In most chronic hemolytic states, erythrocytes are destroyed extravascularly in the reticuloendothelial (RE) tissues of the spleen, liver, and bone marrow. Within the RE cell, hemoglobin is catabolized to amino acids, the heme metabolite bilirubin and iron recycled back to the marrow. Most patients with chronic severe hemolysis are jaundiced and have elevated serum levels of unconjugated (indirect) bilirubin. However, hepatic conjugation and biliary excretion of bilirubin may result in normal serum bilirubin levels, and hyperbilirubinemia and clinical jaundice should not be considered essential findings to consider a diagnosis of hemolysis. Chronically increased rates of bilirubin excretion, characteristic of congenital and chronic hemolysis, often result in gallstones, which are composed of calcium bilirubinate and are usually multiple, faceted, and radiopaque.
Primarily intravascular hemolysis is characteristic of some hemolytic anemias that are immune mediated, drug induced, or microangiopathic.1 Free hemoglobin is released into the plasma, where it combines with haptoglobin and is then cleared by RE tissues. When the rate of haptoglobin-hemoglobin complex clearance exceeds the rate of hepatic haptoglobin synthesis, the level of serum haptoglobin decreases below the normal range (20–200 mg/dL) and is often undetectable in patients with significant hemolysis. Low or absent levels of serum haptoglobin may also be seen in hemolytic states where RBC destruction is primarily extravascular. In acute intravascular hemolysis, the binding capacity of haptoglobin for hemoglobin may be exceeded, and free hemoglobin is excreted by the kidney, resulting in hemoglobinuria as indicated by a positive test for occult blood without erythrocytes in the urinary sediment.

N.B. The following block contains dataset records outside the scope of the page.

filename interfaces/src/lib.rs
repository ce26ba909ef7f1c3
pub mod defs;

pub use defs::*;
use crate::types::{DigestError, Item, Result};
use crate::utils::{arxiv, text};
use feed_rs::parser;
use std::collections::HashSet;
use tracing::{debug, info, warn};

/// Items parsed from one page of an arXiv Atom response
#[derive(Debug, Default)]
pub struct ParsedPage {
    pub items: Vec<Item>,
    /// Raw entries in the page, including skipped ones. Drives pagination.
    pub entries_seen: usize,
    pub skipped: usize,
}

pub struct ArxivParser {
    seen_ids: HashSet<String>,
}

impl ArxivParser {
    pub fn new() -> Self {
        Self {
            seen_ids: HashSet::new(),
        }
    }

    pub fn parse_page(&mut self, content: &str) -> Result<ParsedPage> {
        debug!("Parsing arXiv response ({} bytes)", content.len());

        let feed = parser::parse(content.as_bytes())
            .map_err(|e| DigestError::Parse(format!("Failed to parse feed: {}", e)))?;

        let mut page = ParsedPage {
            entries_seen: feed.entries.len(),
            ..Default::default()
        };

        for entry in feed.entries {
            // arXiv reports query errors as a single entry under /api/errors
            if entry.id.contains("/api/errors") {
                let message = entry
                    .summary
                    .map(|s| s.content)
                    .unwrap_or_else(|| "unknown arXiv API error".to_string());
                return Err(DigestError::Parse(format!("arXiv API error: {}", message.trim())));
            }

            match self.parse_entry(entry) {
                Some(item) => page.items.push(item),
                None => page.skipped += 1,
            }
        }

        info!(
            "Parsed {} items from {} entries ({} skipped)",
            page.items.len(),
            page.entries_seen,
            page.skipped
        );

        Ok(page)
    }

    fn parse_entry(&mut self, entry: feed_rs::model::Entry) -> Option<Item> {
        let id = match arxiv::extract_id(&entry.id) {
            Some(id) => id,
            None => {
                warn!("Skipping entry without an arXiv id: {:?}", entry.id);
                return None;
            }
        };

        if self.seen_ids.contains(&id) {
            debug!("Skipping duplicate entry: {}", id);
            return None;
        }

        let title = entry
            .title
            .map(|t| text::normalize_whitespace(&t.content))
            .unwrap_or_default();
        if title.is_empty() {
            warn!("Skipping entry {} with an empty title", id);
            return None;
        }

        let published_at = match entry.published.or(entry.updated) {
            Some(at) => at,
            None => {
                warn!("Skipping entry {} without a publication date", id);
                return None;
            }
        };

        let abstract_text = entry
            .summary
            .map(|s| text::normalize_whitespace(&s.content))
            .unwrap_or_default();

        let authors = entry
            .authors
            .into_iter()
            .map(|a| text::normalize_whitespace(&a.name))
            .filter(|name| !name.is_empty())
            .collect();

        // Set semantics, first occurrence keeps its position
        let mut seen_categories = HashSet::new();
        let categories = entry
            .categories
            .into_iter()
            .map(|c| c.term.trim().to_string())
            .filter(|term| !term.is_empty() && seen_categories.insert(term.clone()))
            .collect();

        let link = entry
            .links
            .iter()
            .find(|l| l.rel.as_deref() == Some("alternate") || l.rel.is_none())
            .map(|l| l.href.clone())
            .unwrap_or_else(|| arxiv::abs_url(&id));

        let pdf_url = entry
            .links
            .iter()
            .find(|l| l.media_type.as_deref() == Some("application/pdf"))
            .map(|l| l.href.clone())
            .or_else(|| arxiv::pdf_from_abs(&link));

        self.seen_ids.insert(id.clone());

        Some(Item {
            id,
            title,
            abstract_text,
            authors,
            categories,
            link,
            pdf_url,
            published_at,
        })
    }

    pub fn is_valid_feed_content(content: &str) -> bool {
        let head: String = text::truncate_chars(content, 2048).to_lowercase();
        head.contains("<feed") && head.contains("http://www.w3.org/2005/atom")
    }

    pub fn clear_deduplication_cache(&mut self) {
        self.seen_ids.clear();
        debug!("Cleared deduplication cache");
    }

    pub fn seen_count(&self) -> usize {
        self.seen_ids.len()
    }
}

impl Default for ArxivParser {
    fn default() -> Self {
        Self::new()
    }
}
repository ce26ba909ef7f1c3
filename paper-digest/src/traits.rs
use crate::types::{Digest, FetchWindow, Item, Result, RunId, RunRecord, Score};
use async_trait::async_trait;

/// Source of research items for a fetch window (arXiv, fixtures, ...)
#[async_trait]
pub trait FeedSource: Send + Sync {
    /// Human-readable name for this source
    fn source_name(&self) -> String;

    /// Fetch every item published inside the window
    async fn fetch(&self, window: &FetchWindow) -> Result<Vec<Item>>;
}

/// Language-model completion endpoint
#[async_trait]
pub trait TextEvaluator: Send + Sync {
    fn evaluator_name(&self) -> String;

    /// Run one completion and return the raw text of the reply
    async fn complete(&self, system: &str, prompt: &str) -> Result<String>;
}

/// Persistence for runs, items, scores and digests
#[async_trait]
pub trait RunStore: Send + Sync {
    async fn create_run(&self, record: &RunRecord) -> Result<()>;

    /// Overwrite status, counts and completion fields of an existing run
    async fn update_run(&self, record: &RunRecord) -> Result<()>;

    /// Upsert items by id; returns how many rows were new
    async fn save_items(&self, items: &[Item]) -> Result<usize>;

    async fn save_scores(&self, run_id: RunId, scores: &[Score]) -> Result<()>;

    async fn save_digest(&self, digest: &Digest) -> Result<()>;

    /// Digest of the most recent completed run, if any
    async fn latest_digest(&self) -> Result<Option<Digest>>;
}

/// Outbound channel for a rendered digest
#[async_trait]
pub trait DigestSender: Send + Sync {
    fn channel_name(&self) -> String;

    async fn send(&self, subject: &str, markdown: &str) -> Result<()>;
}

In chronic hemolytic states, hemosiderin may be present in the urinary sediment.
Bone Marrow Aspiration and Biopsy
Bone marrow examination is painful, and for most common forms of anemia, it should not be undertaken unless likely to provide information that cannot be readily obtained from studies of peripheral blood. For example, measurement of serum ferritin levels and other iron studies almost always obviates the need for bone marrow aspiration to assess reticuloendothelial iron stores (hemosiderin).12 Bone marrow aspiration may be necessary for the diagnosis of pure RBC aplasias or pancytopenias from marrow failure or invasion. The bone marrow should usually be evaluated when a diagnosis of leukemia is considered or when metastatic malignancy, bone marrow failure, or storage diseases such as Gaucher and Niemann-Pick disease are suspected. Overall cellularity, morphology, and maturation of the hematopoietic cell lines can be evaluated. Needle biopsy, performed at the same time as the aspirate, provides an intact specimen that is especially useful for assessing marrow architecture and cellularity. Marrow aspiration is often indicated in thrombocytopenic states to assess the number of megakaryocytes, an indicator of platelet production (Chapter 439). The most notable bone marrow finding in infants and young children, compared to older patients, is a predominance of mature lymphocytes.